У каждого из нас были по этому поводу свои соображения. Но, пожалуй, самым проницательным оказался Гайдар. (Он вообще был чертовски проницателен и лукав.)

Одно время жена Фраермана Валентина Сергеевна угощала нас блинчатыми пирожками. А поскольку Конотоп славился ими и Роскин об этом знал, то поэтому он, по мнению Гайдара, и придумал такое странное название нашему содружеству.

Собирались мы почти каждый день, читали друг другу всё вновь нами написанное, спорили, шумели, рассказывали всяческие истории, пили дешевое грузинское вино и водку и в один присест съедали по три огромные банки свино-бобовых консервов.

Мы были как будто беспечны и веселы, очевидно, потому, что литературные планы не только переполняли нас, но и постепенно осуществлялись.
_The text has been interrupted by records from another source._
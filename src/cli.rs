use crate::{
    config::Config,
    discover,
    host::CandidateFile,
    pipeline::{Pipeline, RunOutcome},
    report::{ReportCollector, RunStatus},
    util::{ensure_dir, now_rfc3339},
};
use anyhow::{anyhow, Context, Result};
use clap::{Parser, Subcommand};
use std::path::{Path, PathBuf};
use tracing::info;
use tracing_appender::non_blocking::WorkerGuard;
use tracing_subscriber::{layer::SubscriberExt, util::SubscriberInitExt, EnvFilter, Layer};

#[derive(Parser, Debug)]
#[command(name = "cellranger-qc")]
#[command(about = "Extract QC metrics from Cell Ranger count and VDJ web summaries")]
pub struct Args {
    #[command(subcommand)]
    pub cmd: Command,

    /// Path to config TOML. If omitted, uses ./cellranger-qc.toml if present.
    #[arg(long)]
    pub config: Option<PathBuf>,

    /// Override log level (trace/debug/info/warn/error).
    #[arg(long)]
    pub log_level: Option<String>,
}

#[derive(Subcommand, Debug)]
pub enum Command {
    /// Parse every web summary found under the inputs.
    Scan {
        #[arg(long, required = true, num_args = 1..)]
        input: Vec<PathBuf>,
        #[arg(long)]
        out_dir: Option<PathBuf>,
    },
    /// Print what a single web summary yields.
    Inspect {
        #[arg(long)]
        input: PathBuf,
    },
}

pub fn dispatch(args: Args) -> Result<()> {
    let cfg = match resolve_config_path(args.config.as_deref()) {
        Some(path) => Config::load(&path)?,
        None => Config::default(),
    };

    match &args.cmd {
        Command::Scan { input, out_dir } => scan(&args, &cfg, input, out_dir.as_deref()),
        Command::Inspect { input } => {
            let _guard = init_logging(&args, &cfg, None)?;
            inspect(&cfg, input)
        }
    }
}

fn resolve_config_path(user: Option<&Path>) -> Option<PathBuf> {
    if let Some(p) = user {
        return Some(p.to_path_buf());
    }
    let default = PathBuf::from("cellranger-qc.toml");
    default.exists().then_some(default)
}

fn init_logging(args: &Args, cfg: &Config, file_path: Option<&Path>) -> Result<Option<WorkerGuard>> {
    let filter = match args.log_level.as_deref() {
        Some(level) => EnvFilter::new(level),
        None => EnvFilter::try_from_default_env()
            .unwrap_or_else(|_| EnvFilter::new(cfg.logging.level.as_str())),
    };

    let stdout_layer = if cfg.logging.json {
        tracing_subscriber::fmt::layer()
            .json()
            .with_target(true)
            .with_writer(std::io::stderr)
            .boxed()
    } else {
        tracing_subscriber::fmt::layer()
            .with_target(true)
            .with_writer(std::io::stderr)
            .boxed()
    };

    let (file_layer, guard) = if let Some(path) = file_path {
        let parent = path.parent().unwrap_or_else(|| Path::new("."));
        ensure_dir(parent)?;
        let file = std::fs::File::create(path)
            .with_context(|| format!("create log file: {}", path.display()))?;
        let (non_blocking, guard) = tracing_appender::non_blocking(file);
        let layer = tracing_subscriber::fmt::layer()
            .with_writer(non_blocking)
            .with_ansi(false)
            .with_target(true)
            .boxed();
        (Some(layer), Some(guard))
    } else {
        (None, None)
    };

    tracing_subscriber::registry()
        .with(filter)
        .with(stdout_layer)
        .with(file_layer)
        .try_init()
        .map_err(|e| anyhow!("failed to init logging: {e}"))?;

    Ok(guard)
}

fn scan(args: &Args, cfg: &Config, inputs: &[PathBuf], out_override: Option<&Path>) -> Result<()> {
    let out_dir = out_override
        .map(PathBuf::from)
        .unwrap_or_else(|| PathBuf::from(&cfg.output.out_dir));
    ensure_dir(&out_dir)?;

    let log_path = resolve_log_path(cfg, &out_dir);
    let _guard = init_logging(args, cfg, log_path.as_deref())?;

    if cfg.debug.dump_effective_config {
        let raw = toml::to_string(cfg).context("serializing effective config")?;
        std::fs::write(out_dir.join("effective-config.toml"), raw)?;
    }

    let candidates = discover::find_candidates(cfg, inputs)?;
    info!("found {} candidate web summaries", candidates.len());

    let started = now_rfc3339();
    let mut pipeline = Pipeline::new(cfg, ReportCollector::new());
    let outcome = pipeline.run(&candidates);
    let report = pipeline
        .into_host()
        .into_report(outcome, started, now_rfc3339());

    let json_path = out_dir.join(&cfg.output.json_filename);
    match outcome {
        RunOutcome::Found(counts) => {
            info!("parsed {} count and {} vdj reports", counts.count, counts.vdj);
            if cfg.output.write_json {
                std::fs::write(&json_path, serde_json::to_string_pretty(&report)?)
                    .with_context(|| format!("writing {}", json_path.display()))?;
            }
        }
        RunOutcome::NoSamplesFound => {
            info!("no Cell Ranger web summaries found; nothing written");
        }
    }

    if cfg.output.print_summary {
        let written = report.status == RunStatus::Ok && cfg.output.write_json;
        println!(
            "{}",
            serde_json::to_string_pretty(&serde_json::json!({
                "status": report.status,
                "counts": report.counts,
                "output": written.then_some(&json_path),
            }))?
        );
    }

    Ok(())
}

fn inspect(cfg: &Config, input: &Path) -> Result<()> {
    if !input.is_file() {
        return Err(anyhow!("input does not exist: {}", input.display()));
    }
    let candidate = CandidateFile::on_disk(input, discover::infer_sample_name(input));
    let pipeline = Pipeline::new(cfg, ReportCollector::new());

    let out = match pipeline.process(&candidate) {
        Ok(parsed) => serde_json::json!({
            "input": input,
            "parsed": parsed,
        }),
        Err(err) => serde_json::json!({
            "input": input,
            "skipped": err.kind(),
            "reason": err.to_string(),
        }),
    };
    println!("{}", serde_json::to_string_pretty(&out)?);
    Ok(())
}

fn resolve_log_path(cfg: &Config, out_dir: &Path) -> Option<PathBuf> {
    if !cfg.logging.write_to_file {
        return None;
    }

    if !cfg.logging.file_path.is_empty() {
        return Some(PathBuf::from(&cfg.logging.file_path));
    }

    Some(out_dir.join("cellranger-qc.log"))
}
Тут же, как говорится, «на глазах» Гайдар писал свою великолепную «Голубую чашку», Фраерман — не менее прекрасную «Дикую собаку Динго, или Повесть о первой любви», Роскин со скрупулезной талантливостью работал над книгой о Чехове, Лоскутов, как бы стесняясь собственной наблюдательности, рассказывал о Средней Азии, а я был полон планами будущего «Кара-Бугаза».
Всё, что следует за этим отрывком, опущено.